The rainbow is an amazing natural phenomenon. The conventional pattern of colorful bands results from the fundamental laws of reflection, refraction, and dispersion. And under exceptional circumstances, a double rainbow may be marveled at. How about triple rainbows, though? Can they possibly exist? Moreover, how do they form?
Formation of the single rainbow
Rainbows are one of the numerous natural beauties that everyone is in love with. When rain is falling, they emerge when sunlight reflects off raindrops. The majority of the color spectrum of light is absorbed by the raindrop, but a small percentage is reflected. Because of the sphere’s shape, the raindrop focuses these reflections at an angle of 138 degrees relative to the Sun. After that, there will be a rainbow seen in this intense beam of light.
When light travels through air and then enters water, a phenomenon known as refraction occurs, which is the bending of light. Every one of the sunlight’s colors is slightly distorted when it passes through water droplets. This phenomenon, known as dispersion, is responsible for the separation of colors in a rainbow.
In the droplets, the various sunlight wavelengths are each refracted a little bit differently. We perceive the normal color bands as a result of the light splitting into its colorful spectral components. The blue band is positioned on the inside and the red band is on the outside because the blue light has a shorter wavelength and is refracted more strongly in the water droplets.
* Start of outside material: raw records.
use chrono::{DateTime, Duration, Local, TimeZone, Utc};
use focustribe_core::{
    Backend, BackendConfig, EntityKind, FixedClock, NewTask, Priority, RepoError, TaskFilter,
    TaskPatch, TaskStatus, ValidationError,
};

fn noon() -> DateTime<Local> {
    Local.with_ymd_and_hms(2026, 3, 10, 12, 0, 0).unwrap()
}

fn backend() -> (Backend, FixedClock) {
    let clock = FixedClock::new(noon());
    let backend =
        Backend::open_with_clock(BackendConfig::ephemeral(), Box::new(clock.clone())).unwrap();
    (backend, clock)
}

fn today_at(hour: u32) -> DateTime<Utc> {
    Local
        .with_ymd_and_hms(2026, 3, 10, hour, 0, 0)
        .unwrap()
        .with_timezone(&Utc)
}

#[test]
fn create_assigns_increasing_ids_and_prepends() {
    let (mut backend, _clock) = backend();

    let first = backend.create_task(NewTask::titled("first")).unwrap();
    let second = backend.create_task(NewTask::titled("second")).unwrap();

    assert_eq!(first.id, 1);
    assert_eq!(second.id, 2);
    let ids: Vec<u64> = backend
        .list_tasks(&TaskFilter::default())
        .iter()
        .map(|task| task.id)
        .collect();
    assert_eq!(ids, vec![2, 1]);
    assert_eq!(first.priority, Priority::Medium);
    assert_eq!(first.created_at, noon().with_timezone(&Utc));
}

#[test]
fn create_without_title_is_rejected_and_burns_no_id() {
    let (mut backend, _clock) = backend();

    let err = backend.create_task(NewTask::titled(" ")).unwrap_err();
    assert_eq!(err, RepoError::Validation(ValidationError::MissingField("title")));

    let task = backend.create_task(NewTask::titled("real")).unwrap();
    assert_eq!(task.id, 1);
}

#[test]
fn missing_ids_report_not_found() {
    let (mut backend, _clock) = backend();

    let expected = RepoError::NotFound {
        kind: EntityKind::Task,
        id: 42,
    };
    assert_eq!(backend.get_task(42).unwrap_err(), expected);
    assert_eq!(
        backend.update_task(42, TaskPatch::default()).unwrap_err(),
        expected
    );
    assert_eq!(backend.delete_task(42).unwrap_err(), expected);
    assert_eq!(backend.toggle_task_completed(42).unwrap_err(), expected);
    assert_eq!(backend.toggle_task_starred(42).unwrap_err(), expected);
}

#[test]
fn ids_are_not_reused_after_delete() {
    let (mut backend, _clock) = backend();

    let first = backend.create_task(NewTask::titled("a")).unwrap();
    let second = backend.create_task(NewTask::titled("b")).unwrap();
    let confirmation = backend.delete_task(second.id).unwrap();
    assert_eq!(confirmation.kind, EntityKind::Task);
    assert_eq!(confirmation.id, second.id);

    let third = backend.create_task(NewTask::titled("c")).unwrap();
    assert!(third.id > second.id);
    assert!(backend.get_task(first.id).is_ok());
}

#[test]
fn update_refreshes_updated_at_and_keeps_triple_consistent() {
    let (mut backend, clock) = backend();
    let task = backend.create_task(NewTask::titled("write")).unwrap();

    clock.advance(Duration::minutes(5));
    let updated = backend
        .update_task(
            task.id,
            TaskPatch {
                completed: Some(true),
                priority: Some(Priority::High),
                ..TaskPatch::default()
            },
        )
        .unwrap();

    assert_eq!(updated.status, TaskStatus::Completed);
    assert!(updated.completed);
    assert_eq!(updated.completed_at, Some(updated.updated_at));
    assert!(updated.updated_at > task.updated_at);
    assert_eq!(updated.created_at, task.created_at);
    assert!(updated.is_consistent());
}

#[test]
fn conflicting_update_leaves_task_untouched() {
    let (mut backend, _clock) = backend();
    let task = backend.create_task(NewTask::titled("write")).unwrap();

    let err = backend
        .update_task(
            task.id,
            TaskPatch {
                status: Some(TaskStatus::Completed),
                completed: Some(false),
                ..TaskPatch::default()
            },
        )
        .unwrap_err();

    assert_eq!(
        err,
        RepoError::Validation(ValidationError::ConflictingCompletion)
    );
    assert_eq!(backend.get_task(task.id).unwrap(), task);
}

#[test]
fn toggle_completed_twice_restores_prior_state() {
    let (mut backend, clock) = backend();
    let task = backend.create_task(NewTask::titled("toggle me")).unwrap();

    clock.advance(Duration::minutes(1));
    let done = backend.toggle_task_completed(task.id).unwrap();
    assert!(done.completed);
    assert_eq!(done.status, TaskStatus::Completed);
    assert!(done.completed_at.is_some());

    clock.advance(Duration::minutes(1));
    let undone = backend.toggle_task_completed(task.id).unwrap();
    assert_eq!(undone.completed, task.completed);
    assert_eq!(undone.status, task.status);
    assert_eq!(undone.completed_at, task.completed_at);
}

#[test]
fn toggle_starred_does_not_touch_completion_or_stats() {
    let (mut backend, _clock) = backend();
    let task = backend.create_task(NewTask::titled("star")).unwrap();
    let before = backend.stats();

    let starred = backend.toggle_task_starred(task.id).unwrap();
    assert!(starred.starred);
    assert_eq!(starred.status, task.status);
    assert_eq!(starred.completed_at, task.completed_at);
    assert_eq!(backend.stats(), before);
}

#[test]
fn list_filters_match_exactly() {
    let (mut backend, _clock) = backend();
    backend
        .create_task(NewTask {
            tribe_id: Some(7),
            starred: Some(true),
            ..NewTask::titled("tribe starred")
        })
        .unwrap();
    let done = backend
        .create_task(NewTask {
            tribe_id: Some(7),
            ..NewTask::titled("tribe done")
        })
        .unwrap();
    backend.toggle_task_completed(done.id).unwrap();
    backend.create_task(NewTask::titled("loose")).unwrap();

    let in_tribe = backend.list_tasks(&TaskFilter {
        tribe_id: Some(7),
        ..TaskFilter::default()
    });
    assert_eq!(in_tribe.len(), 2);

    let open_in_tribe = backend.list_tasks(&TaskFilter {
        tribe_id: Some(7),
        completed: Some(false),
        ..TaskFilter::default()
    });
    assert_eq!(open_in_tribe.len(), 1);
    assert_eq!(open_in_tribe[0].title, "tribe starred");

    let completed = backend.list_tasks(&TaskFilter {
        status: Some(TaskStatus::Completed),
        ..TaskFilter::default()
    });
    assert_eq!(completed.len(), 1);
    assert_eq!(completed[0].id, done.id);

    let starred = backend.list_tasks(&TaskFilter {
        starred: Some(true),
        ..TaskFilter::default()
    });
    assert_eq!(starred.len(), 1);
}

#[test]
fn list_returns_copies() {
    let (mut backend, _clock) = backend();
    let task = backend.create_task(NewTask::titled("original")).unwrap();

    let mut listed = backend.list_tasks(&TaskFilter::default());
    listed[0].title = "mutated outside".to_string();

    assert_eq!(backend.get_task(task.id).unwrap().title, "original");
}

#[test]
fn due_today_scenario_tracks_toggle() {
    let (mut backend, _clock) = backend();
    let before = backend.stats();

    let task = backend
        .create_task(NewTask {
            due_date: Some(today_at(9)),
            ..NewTask::titled("Draft report")
        })
        .unwrap();
    let stats = backend.dashboard_stats().stats;
    assert_eq!(stats.due_today, 1);

    backend.toggle_task_completed(task.id).unwrap();
    let stats = backend.dashboard_stats().stats;
    assert_eq!(stats.due_today, 0);
    assert_eq!(
        stats.tasks_progress.completed,
        before.tasks_progress.completed + 1
    );
    assert_eq!(backend.last_stats(), stats);
}

#[test]
fn progress_always_matches_live_collection() {
    let (mut backend, _clock) = backend();
    let ids: Vec<u64> = (0..6)
        .map(|index| {
            backend
                .create_task(NewTask::titled(format!("task {index}")))
                .unwrap()
                .id
        })
        .collect();
    backend.toggle_task_completed(ids[0]).unwrap();
    backend.toggle_task_completed(ids[1]).unwrap();
    backend.delete_task(ids[1]).unwrap();
    backend.delete_task(ids[2]).unwrap();

    let stats = backend.dashboard_stats().stats;
    let live = backend.list_tasks(&TaskFilter::default());
    assert_eq!(stats.tasks_progress.total, live.len());
    assert_eq!(
        stats.tasks_progress.completed,
        live.iter().filter(|task| task.completed).count()
    );
    assert_eq!(stats.tasks_progress.completed, 1);
    assert_eq!(backend.last_stats(), stats);
}

#[test]
fn dashboard_feed_puts_due_today_first_and_caps_at_ten() {
    let (mut backend, _clock) = backend();
    for index in 0..12 {
        backend
            .create_task(NewTask {
                starred: Some(index % 4 == 0),
                ..NewTask::titled(format!("open {index}"))
            })
            .unwrap();
    }
    let due = backend
        .create_task(NewTask {
            due_date: Some(today_at(18)),
            ..NewTask::titled("due tonight")
        })
        .unwrap();
    backend.toggle_task_completed(due.id).unwrap();

    let feed = backend.dashboard_stats().recent_tasks;
    assert_eq!(feed.len(), 10);
    assert_eq!(feed[0].id, due.id);
    assert!(feed[1..4].iter().all(|task| task.starred));
    let mut ids: Vec<u64> = feed.iter().map(|task| task.id).collect();
    ids.sort_unstable();
    ids.dedup();
    assert_eq!(ids.len(), 10);
}

#[test]
fn analytics_reflects_priorities() {
    let (mut backend, _clock) = backend();
    backend
        .create_task(NewTask {
            priority: Some(Priority::High),
            ..NewTask::titled("urgent")
        })
        .unwrap();
    let low = backend
        .create_task(NewTask {
            priority: Some(Priority::Low),
            ..NewTask::titled("someday")
        })
        .unwrap();
    backend.toggle_task_completed(low.id).unwrap();

    let analytics = backend.analytics();
    assert_eq!(analytics.priority_breakdown.high, 1);
    assert_eq!(analytics.priority_breakdown.low, 1);
    assert_eq!(analytics.completion_rate, 50);
}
Moving from a single to double rainbow
A second, fainter rainbow arc can be seen beyond the first one; its colors are reversed so that red is on the inside. This is because the light is reflected twice within the droplet before it leaves.
A rainbow always appears facing a certain direction: It is situated at 42 degrees on the side of the sky that is directly opposite the sun. It is difficult to see a rainbow at noon because this antisolar point is hidden below the horizon when the sun is high in the sky.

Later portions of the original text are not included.